Senator Risa Hontiveros on Monday, May 17, said Malacañang should stop trumpeting China’s aid and development assistance to the Philippines, saying the country doesn’t owe a huge debt of gratitude to Beijing.

Senator Risa Hontiveros (Senate PRIB/MANILA BULLETIN File photo)

Hontiveros said Japan remains the country’s top provider of official development assistance (ODA) and infrastructure development partner, followed by the Asian Development Bank, World Bank, and South Korea.

Despite Palace’s pivot to China, Beijing’s ODA only amounted to $600-million, according to the government’s Investor Relations Office report.

“Malacañang should stop misleading the public. Huwag nilang pagmukhaing ang Tsina ang nangunguna sa pagbigay ng aid at loans sa Pilipinas (They should stop making it appear that China is the leading nation that is giving aid and loans to the Philippines),” Hontiveros said in a statement.

She also pointed out that despite touting China as an “important ingredient” in the Duterte administration’s “Build, build, build” project, it shows that only nine (9) projects — out of 75 planned projects — under the program had started construction.

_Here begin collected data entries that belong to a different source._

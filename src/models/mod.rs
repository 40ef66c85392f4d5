//! Domain models for the dojo backend.
//!
//! This module contains all database-backed models representing
//! the core entities of the dojo management platform.

pub mod attendance;
pub mod belt;
pub mod class;
pub mod ledger;
pub mod member;
pub mod payment;
pub mod promotion;

// Re-export all models for convenient access
pub use attendance::{Attendance, AttendanceStatus, AttendeeType, FeeStatus};
pub use belt::{Belt, BeltRequirements};
pub use class::{ClassStatus, ClassType, DojoClass};
pub use ledger::{Account, AccountType, JournalEntry, JournalEntryLine, LedgerLeg};
pub use member::{Member, MemberStatus, MembershipType, PaymentStanding};
pub use payment::{Payment, PaymentMethod, PaymentRecordStatus, PaymentType};
pub use promotion::{Promotion, PromotionStatus};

Hontiveros stressed this poor completion rate was already brought up in the Senate’s plenary deliberations on the proposed 2020 budget.

“Poor in business sense, poor in foreign relations, poor in standing ground against bullies,” she said of the Duterte government’s policy.

“Inaagaw na nga ng China ang teritoryo natin sa WPS, tapos, tayo pa daw ang may utang na loob? Tayo dito sa Pilipinas ang nalulugi sa inaasal ng Malacañang (China is already seizing our territories in the West Philippine Sea and yet we’re the ones who have a debt of gratitude? We Filipinos are the ones at the losing end with how Malacañang acts),” the senator lamented.

“Wala tayong utang na loob sa Tsina. Baka ang mga opisyal sa palasyo pa ang may utang na loob sa Beijing (We don’t owe China. Palace officials might be the one who have a debt of gratitude to Beijing),” she pointed out.

The lawmaker said it is the Chinese government that ought to be ashamed over the damages they incurred in the WPS region and pay the Philippines for the destruction they wrought in the country’s natural and maritime resources.

“Let’s not allow anyone, least of all our own officials, to tell us that we owe China a great deal. We must, at all times, put our country’s interests first,” Hontiveros said.